Try modifying the code to add a second input feature (e.g., number of bedrooms). You'll need to add another weight and trace the gradients through. This will solidify your understanding!

Backpropagation isn't magic—it's a systematic application of the chain rule. By breaking the network into small pieces and computing local derivatives, we can efficiently find how every weight contributes to the error. This same principle scales from our tiny 2-weight network to massive models with billions of parameters.
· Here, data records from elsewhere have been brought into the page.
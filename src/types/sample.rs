//! Input records fed to a session

use serde::{Deserialize, Serialize};

use crate::types::Limb;

/// One joint-angle measurement
#[derive(Debug, Clone, Copy, PartialEq, Serialize, Deserialize)]
pub struct AngleSample {
    pub limb: Limb,
    /// Monotonic timestamp (seconds)
    pub at: f64,
    /// Joint angle (degrees)
    pub angle: f64,
}

impl AngleSample {
    pub fn new(limb: Limb, at: f64, angle: f64) -> Self {
        Self { limb, at, angle }
    }
}

/// A parsed line of the text input format
#[derive(Debug, Clone, Copy, PartialEq)]
pub enum InputLine {
    Sample(AngleSample),
    Reset(Limb),
    /// Blank line or comment
    Skip,
}
//! Integration tests for form feedback and the session history

use pretty_assertions::assert_eq;
use repcount::core::{CounterConfig, RepCounter};
use repcount::types::{
    ArmStage, Calibration, Compliment, Feedback, FormIssue, Limb, LimbMetrics, ReasonCode,
    SampleOutput, SessionHistory,
};

const DT: f64 = 0.02;

struct Rig {
    counter: RepCounter,
    metrics: LimbMetrics,
    history: SessionHistory,
    index: u32,
}

impl Rig {
    fn new(seed: u64) -> Self {
        Self {
            counter: RepCounter::with_seed(Calibration::new(40.0, 160.0), CounterConfig::default(), seed),
            metrics: LimbMetrics::new(),
            history: SessionHistory::new(),
            index: 0,
        }
    }

    fn feed(&mut self, angle: f64) -> SampleOutput {
        let now = self.index as f64 * DT;
        self.index += 1;
        self.counter
            .process_rep(Limb::Left, angle, &mut self.metrics, now, &mut self.history)
    }

    fn hold(&mut self, angle: f64, secs: f64) -> Vec<SampleOutput> {
        let samples = (secs / DT).round() as usize;
        (0..samples).map(|_| self.feed(angle)).collect()
    }

    fn feed_until_commit(&mut self, angle: f64) -> SampleOutput {
        for _ in 0..200 {
            let output = self.feed(angle);
            if output.transition.is_some() {
                return output;
            }
        }
        panic!("no transition committed while holding {}", angle);
    }

    fn count(&self, issue: FormIssue) -> u64 {
        self.history.count(Limb::Left, issue)
    }

    /// Settle, curl, settle, extend: returns the counting output
    fn rep(&mut self) -> SampleOutput {
        self.hold(170.0, 0.2);
        self.feed_until_commit(30.0);
        self.hold(30.0, 0.3);
        self.feed_until_commit(170.0)
    }
}

// =============================================================================
// SAFETY LIMITS
// =============================================================================

#[test]
fn test_over_extension_counted_after_buffer_fills() {
    let mut counter =
        RepCounter::with_seed(Calibration::new(40.0, 160.0), CounterConfig::default(), 3);
    let mut metrics = LimbMetrics::new();
    let mut history = SessionHistory::new();

    let outputs: Vec<SampleOutput> = (0..6)
        .map(|i| counter.process_rep(Limb::Left, 179.0, &mut metrics, i as f64 * 0.05, &mut history))
        .collect();

    for output in &outputs[..3] {
        assert_eq!(output.reason, ReasonCode::R001_INSUFFICIENT_HISTORY);
        assert_eq!(output.feedback, None);
    }
    for output in &outputs[3..] {
        assert_eq!(output.feedback, Some(Feedback::Issue(FormIssue::OverExtending)));
    }
    assert_eq!(history.count(Limb::Left, FormIssue::OverExtending), 3);
    assert_eq!(history.feedback_count(Limb::Left), 3);
    assert_eq!(metrics.feedback.message(), "Over Extending");
}

#[test]
fn test_over_curl_wins_while_committing() {
    let mut rig = Rig::new(3);
    rig.hold(170.0, 0.1);

    let outputs = rig.hold(1.0, 0.4);
    assert!(outputs.iter().any(|o| o.stage == ArmStage::Up));
    assert!(outputs
        .iter()
        .all(|o| o.feedback == Some(Feedback::Issue(FormIssue::OverCurling))));
    assert_eq!(rig.count(FormIssue::OverCurling), outputs.len() as u64);
}

#[test]
fn test_issues_are_tallied_per_limb() {
    let mut counter =
        RepCounter::with_seed(Calibration::new(40.0, 160.0), CounterConfig::default(), 3);
    let mut left = LimbMetrics::new();
    let mut right = LimbMetrics::new();
    let mut history = SessionHistory::new();

    for i in 0..8 {
        let now = i as f64 * 0.05;
        counter.process_rep(Limb::Right, 179.5, &mut right, now, &mut history);
        counter.process_rep(Limb::Left, 170.0, &mut left, now, &mut history);
    }

    assert_eq!(history.count(Limb::Right, FormIssue::OverExtending), 5);
    assert_eq!(history.feedback_count(Limb::Left), 0);
    assert_eq!(left.feedback, Feedback::MaintainForm);
}

// =============================================================================
// STALL CORRECTION
// =============================================================================

#[test]
fn test_stall_short_of_contraction_says_curl_higher() {
    let mut rig = Rig::new(3);
    rig.hold(170.0, 0.2);

    let committed = rig.feed_until_commit(55.0);
    assert_eq!(committed.stage, ArmStage::MovingUp);
    assert_eq!(committed.feedback, Some(Feedback::Issue(FormIssue::CurlHigher)));
    let before = rig.count(FormIssue::CurlHigher);

    let held = rig.hold(55.0, 0.1);
    assert!(held
        .iter()
        .all(|o| o.feedback == Some(Feedback::Issue(FormIssue::CurlHigher))));
    assert_eq!(rig.count(FormIssue::CurlHigher), before + held.len() as u64);
}

#[test]
fn test_stall_short_of_extension_says_extend_fully() {
    let mut rig = Rig::new(3);
    rig.hold(170.0, 0.2);
    rig.feed_until_commit(30.0);
    rig.hold(30.0, 0.2);

    let committed = rig.feed_until_commit(120.0);
    assert_eq!(committed.stage, ArmStage::MovingDown);
    assert_eq!(committed.feedback, Some(Feedback::Issue(FormIssue::ExtendFully)));
    assert!(rig.count(FormIssue::ExtendFully) >= 1);
}

#[test]
fn test_moving_limb_is_not_stalled() {
    let mut rig = Rig::new(3);
    rig.hold(170.0, 0.2);

    // Steady 3°/sample descent: velocity 3.0, well above the stall threshold
    let outputs: Vec<SampleOutput> = (0..20).map(|i| rig.feed(150.0 - 3.0 * i as f64)).collect();
    assert!(outputs[3..].iter().all(|o| o.feedback == Some(Feedback::MaintainForm)));
    assert_eq!(rig.count(FormIssue::CurlHigher), 0);
}

#[test]
fn test_stall_within_tolerance_is_accepted() {
    let mut rig = Rig::new(3);
    rig.hold(170.0, 0.2);
    rig.feed_until_commit(30.0);

    // 44° is within 10° of the contracted threshold and inside the UP band
    let outputs = rig.hold(44.0, 0.3);
    assert!(outputs.iter().all(|o| o.stage == ArmStage::Up));
    assert!(outputs.iter().all(|o| o.feedback == Some(Feedback::MaintainForm)));
}

// =============================================================================
// PRAISE
// =============================================================================

#[test]
fn test_praise_follows_counted_rep_for_window() {
    let mut rig = Rig::new(5);
    let counted = rig.rep();
    assert!(counted.counted_rep());

    let praise = counted.feedback.expect("evaluated sample");
    assert!(praise.is_praise());
    assert!(Compliment::ALL.iter().any(|c| c.phrase() == praise.message()));

    let within = rig.hold(170.0, 1.9);
    assert!(within.iter().all(|o| o.feedback == Some(praise)));

    let after = rig.hold(170.0, 0.2);
    assert_eq!(after.last().and_then(|o| o.feedback), Some(Feedback::MaintainForm));
}

#[test]
fn test_safety_overrides_praise() {
    let mut rig = Rig::new(5);
    rig.rep();

    let output = rig.feed(179.0);
    assert_eq!(output.feedback, Some(Feedback::Issue(FormIssue::OverExtending)));
}

#[test]
fn test_same_seed_same_compliments() {
    let phrases = |seed| {
        let mut rig = Rig::new(seed);
        (0..3)
            .map(|_| rig.rep().feedback.map(|f| f.message()))
            .collect::<Vec<_>>()
    };
    assert_eq!(phrases(99), phrases(99));
}

#[test]
fn test_discarded_rep_earns_no_praise() {
    let mut rig = Rig::new(5);
    rig.hold(170.0, 0.08);
    rig.feed_until_commit(30.0);
    let output = rig.feed_until_commit(170.0);

    assert_eq!(output.reason, ReasonCode::R005_REP_DISCARDED);
    assert_eq!(output.feedback, Some(Feedback::MaintainForm));
}
//! Feedback messages, compliments and the form issues they count

use serde::{Deserialize, Serialize};
use std::str::FromStr;

/// Positive reinforcement phrases shown after a counted rep
#[derive(Debug, Clone, Copy, PartialEq, Eq, Hash, Serialize, Deserialize)]
#[serde(rename_all = "SCREAMING_SNAKE_CASE")]
pub enum Compliment {
    LookingStrong,
    GreatControl,
    PerfectForm,
    KeepPushing,
    SolidRep,
    NicePace,
}

impl Compliment {
    /// The fixed phrase set compliments are drawn from
    pub const ALL: [Compliment; 6] = [
        Compliment::LookingStrong,
        Compliment::GreatControl,
        Compliment::PerfectForm,
        Compliment::KeepPushing,
        Compliment::SolidRep,
        Compliment::NicePace,
    ];

    pub fn phrase(&self) -> &'static str {
        match self {
            Compliment::LookingStrong => "Looking Strong!",
            Compliment::GreatControl => "Great Control!",
            Compliment::PerfectForm => "Perfect Form!",
            Compliment::KeepPushing => "Keep Pushing!",
            Compliment::SolidRep => "Solid Rep!",
            Compliment::NicePace => "Nice Pace!",
        }
    }
}

/// Form problems that are tallied in the session history
#[derive(Debug, Clone, Copy, PartialEq, Eq, Hash, Serialize, Deserialize)]
#[serde(rename_all = "snake_case")]
pub enum FormIssue {
    /// Angle past the over-extension safety limit
    OverExtending,
    /// Angle past the over-curl safety limit
    OverCurling,
    /// Stalled short of full contraction
    CurlHigher,
    /// Stalled short of full extension
    ExtendFully,
}

impl FormIssue {
    pub const ALL: [FormIssue; 4] = [
        FormIssue::OverExtending,
        FormIssue::OverCurling,
        FormIssue::CurlHigher,
        FormIssue::ExtendFully,
    ];

    /// Safety issues override every other feedback
    pub fn is_safety(&self) -> bool {
        matches!(self, FormIssue::OverExtending | FormIssue::OverCurling)
    }
}

/// The advisory string shown for a limb
#[derive(Debug, Clone, Copy, PartialEq, Eq, Default, Serialize, Deserialize)]
#[serde(try_from = "String", into = "String")]
pub enum Feedback {
    /// Raised a form issue this sample
    Issue(FormIssue),
    /// Inside the praise window after a counted rep
    Praise(Compliment),
    /// Nothing to say
    #[default]
    MaintainForm,
}

impl Feedback {
    pub fn message(&self) -> &'static str {
        match self {
            Feedback::Issue(FormIssue::OverExtending) => "Over Extending",
            Feedback::Issue(FormIssue::OverCurling) => "Over Curling",
            Feedback::Issue(FormIssue::CurlHigher) => "Curl Higher",
            Feedback::Issue(FormIssue::ExtendFully) => "Extend Fully",
            Feedback::Praise(compliment) => compliment.phrase(),
            Feedback::MaintainForm => "Maintain Form",
        }
    }

    /// The issue this feedback counts toward, if any
    pub fn issue(&self) -> Option<FormIssue> {
        match self {
            Feedback::Issue(issue) => Some(*issue),
            _ => None,
        }
    }

    pub fn is_praise(&self) -> bool {
        matches!(self, Feedback::Praise(_))
    }
}

impl std::fmt::Display for Feedback {
    fn fmt(&self, f: &mut std::fmt::Formatter<'_>) -> std::fmt::Result {
        write!(f, "{}", self.message())
    }
}

impl FromStr for Feedback {
    type Err = String;

    fn from_str(s: &str) -> Result<Self, Self::Err> {
        let issues = FormIssue::ALL.into_iter().map(Feedback::Issue);
        let praise = Compliment::ALL.into_iter().map(Feedback::Praise);
        issues
            .chain(praise)
            .chain(std::iter::once(Feedback::MaintainForm))
            .find(|feedback| feedback.message() == s)
            .ok_or_else(|| format!("unknown feedback message: {:?}", s))
    }
}

impl TryFrom<String> for Feedback {
    type Error = String;

    fn try_from(value: String) -> Result<Self, Self::Error> {
        value.parse()
    }
}

impl From<Feedback> for String {
    fn from(feedback: Feedback) -> Self {
        feedback.message().to_string()
    }
}

// =============================================================================
// TESTS
// =============================================================================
The key insight: you don't need to understand the entire network at once. Each layer just needs to know its own derivative, and the chain rule connects everything together. That's the beauty of backpropagation!

Next Steps

Now that you understand backpropagation, explore: matrix-form backprop for handling batches, different activation functions and their derivatives, momentum and adaptive learning rates, and automatic differentiation in PyTorch/TensorFlow.